YOUR TASK: Every line from the one that includes "use crate::service::CtfService;" to the end of the entries should be written out exactly, with the first and last included.
DATA SUPPLIED Block Start
//! Shared application state.

use std::sync::Arc;

use crate::service::CtfService;

#[derive(Clone)]
pub struct AppState {
    pub service: Arc<CtfService>,
    /// Scoreboard rows returned when the request gives no `limit`.
    pub scoreboard_limit: Option<usize>,
}

impl AppState {
    pub fn new(service: Arc<CtfService>) -> Self {
        Self {
            service,
            scoreboard_limit: None,
        }
    }

    pub fn with_scoreboard_limit(mut self, limit: Option<usize>) -> Self {
        self.scoreboard_limit = limit;
        self
    }
}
DATA SUPPLIED Block End
TASK RESULT:
use crate::service::CtfService;

#[derive(Clone)]
pub struct AppState {
    pub service: Arc<CtfService>,
    /// Scoreboard rows returned when the request gives no `limit`.
    pub scoreboard_limit: Option<usize>,
}

impl AppState {
    pub fn new(service: Arc<CtfService>) -> Self {
        Self {
            service,
            scoreboard_limit: None,
        }
    }

    pub fn with_scoreboard_limit(mut self, limit: Option<usize>) -> Self {
        self.scoreboard_limit = limit;
        self
    }
}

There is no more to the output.